Exercise :: Verbatim output of the full listing is required.

Working data ::
---+---
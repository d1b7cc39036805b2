//! Error types for the log broker and the message codec.

use ironvault_types::{EnvelopeError, ErrorCode, HasErrorCode};
use snafu::Snafu;

/// Result type alias for broker operations.
pub type Result<T, E = BrokerError> = std::result::Result<T, E>;

/// Errors produced by log brokers, the codec and the consumer loop.
#[derive(Debug, Snafu)]
#[snafu(visibility(pub(crate)))]
pub enum BrokerError {
    /// Topic does not exist.
    #[snafu(display("topic {topic:?} not found"))]
    TopicNotFound {
        /// Topic name.
        topic: String,
    },

    /// The topic name or its settings are invalid.
    #[snafu(display("invalid topic {topic:?}: {message}"))]
    InvalidTopic {
        /// Topic name.
        topic: String,
        /// What is wrong.
        message: String,
    },

    /// A batch was rejected as a whole.
    #[snafu(display("append to {topic:?} rejected: {message}"))]
    Append {
        /// Topic name.
        topic: String,
        /// Why the batch was rejected.
        message: String,
    },

    /// A broker call did not complete within the operation timeout.
    #[snafu(display("{operation} on {topic:?} timed out after {timeout_ms} ms"))]
    Timeout {
        /// Operation name.
        operation: &'static str,
        /// Topic name.
        topic: String,
        /// Configured bound.
        timeout_ms: u64,
    },

    /// Signature header missing or not produced by any trusted key.
    #[snafu(display("message {key:?} on {topic:?}: {message}"))]
    Signature {
        /// Topic name.
        topic: String,
        /// Record key.
        key: String,
        /// Verification failure.
        message: String,
    },

    /// Key material could not be loaded.
    #[snafu(display("invalid key material: {message}"))]
    KeyMaterial {
        /// What is wrong with the key.
        message: String,
    },

    /// Payload encryption or decryption failed.
    #[snafu(display("payload crypto on {topic:?} failed: {message}"))]
    Crypto {
        /// Topic name.
        topic: String,
        /// Failure description.
        message: String,
    },

    /// Record key or headers do not form a valid envelope.
    #[snafu(display("malformed record on {topic:?}: {source}"))]
    Envelope {
        /// Topic name.
        topic: String,
        /// Underlying envelope error.
        source: EnvelopeError,
    },

    /// The handler failed to apply a message.
    #[snafu(display("handler failed on {topic:?} at offset {offset}: {message}"))]
    Handler {
        /// Topic name.
        topic: String,
        /// Offset of the failing record.
        offset: u64,
        /// Handler error rendered for logs.
        message: String,
        /// Classification reported by the handler.
        code: ErrorCode,
    },

    /// The consumer was cancelled.
    #[snafu(display("consumer of {topic:?} cancelled"))]
    Cancelled {
        /// Topic name.
        topic: String,
    },
}

impl HasErrorCode for BrokerError {
    fn code(&self) -> ErrorCode {
        match self {
            Self::TopicNotFound { .. } | Self::InvalidTopic { .. } => ErrorCode::BrokerTopic,
            Self::Append { .. } => ErrorCode::BrokerLog,
            Self::Timeout { .. } => ErrorCode::BrokerTimeout,
            Self::Signature { .. } => ErrorCode::BrokerSignature,
            Self::KeyMaterial { .. } => ErrorCode::AppConfig,
            Self::Crypto { .. } => ErrorCode::BrokerCrypto,
            Self::Envelope { source, .. } => source.code(),
            Self::Handler { code, .. } => *code,
            Self::Cancelled { .. } => ErrorCode::AppInternal,
        }
    }
}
---+---
Solution ::
repository d1b7cc39036805b2
//! Error types for the log broker and the message codec.

use ironvault_types::{EnvelopeError, ErrorCode, HasErrorCode};
use snafu::Snafu;

/// Result type alias for broker operations.
pub type Result<T, E = BrokerError> = std::result::Result<T, E>;

/// Errors produced by log brokers, the codec and the consumer loop.
#[derive(Debug, Snafu)]
#[snafu(visibility(pub(crate)))]
pub enum BrokerError {
    /// Topic does not exist.
    #[snafu(display("topic {topic:?} not found"))]
    TopicNotFound {
        /// Topic name.
        topic: String,
    },

    /// The topic name or its settings are invalid.
    #[snafu(display("invalid topic {topic:?}: {message}"))]
    InvalidTopic {
        /// Topic name.
        topic: String,
        /// What is wrong.
        message: String,
    },

    /// A batch was rejected as a whole.
    #[snafu(display("append to {topic:?} rejected: {message}"))]
    Append {
        /// Topic name.
        topic: String,
        /// Why the batch was rejected.
        message: String,
    },

    /// A broker call did not complete within the operation timeout.
    #[snafu(display("{operation} on {topic:?} timed out after {timeout_ms} ms"))]
    Timeout {
        /// Operation name.
        operation: &'static str,
        /// Topic name.
        topic: String,
        /// Configured bound.
        timeout_ms: u64,
    },

    /// Signature header missing or not produced by any trusted key.
    #[snafu(display("message {key:?} on {topic:?}: {message}"))]
    Signature {
        /// Topic name.
        topic: String,
        /// Record key.
        key: String,
        /// Verification failure.
        message: String,
    },

    /// Key material could not be loaded.
    #[snafu(display("invalid key material: {message}"))]
    KeyMaterial {
        /// What is wrong with the key.
        message: String,
    },

    /// Payload encryption or decryption failed.
    #[snafu(display("payload crypto on {topic:?} failed: {message}"))]
    Crypto {
        /// Topic name.
        topic: String,
        /// Failure description.
        message: String,
    },

    /// Record key or headers do not form a valid envelope.
    #[snafu(display("malformed record on {topic:?}: {source}"))]
    Envelope {
        /// Topic name.
        topic: String,
        /// Underlying envelope error.
        source: EnvelopeError,
    },

    /// The handler failed to apply a message.
    #[snafu(display("handler failed on {topic:?} at offset {offset}: {message}"))]
    Handler {
        /// Topic name.
        topic: String,
        /// Offset of the failing record.
        offset: u64,
        /// Handler error rendered for logs.
        message: String,
        /// Classification reported by the handler.
        code: ErrorCode,
    },

    /// The consumer was cancelled.
    #[snafu(display("consumer of {topic:?} cancelled"))]
    Cancelled {
        /// Topic name.
        topic: String,
    },
}

impl HasErrorCode for BrokerError {
    fn code(&self) -> ErrorCode {
        match self {
            Self::TopicNotFound { .. } | Self::InvalidTopic { .. } => ErrorCode::BrokerTopic,
            Self::Append { .. } => ErrorCode::BrokerLog,
            Self::Timeout { .. } => ErrorCode::BrokerTimeout,
            Self::Signature { .. } => ErrorCode::BrokerSignature,
            Self::KeyMaterial { .. } => ErrorCode::AppConfig,
            Self::Crypto { .. } => ErrorCode::BrokerCrypto,
            Self::Envelope { source, .. } => source.code(),
            Self::Handler { code, .. } => *code,
            Self::Cancelled { .. } => ErrorCode::AppInternal,
        }
    }
}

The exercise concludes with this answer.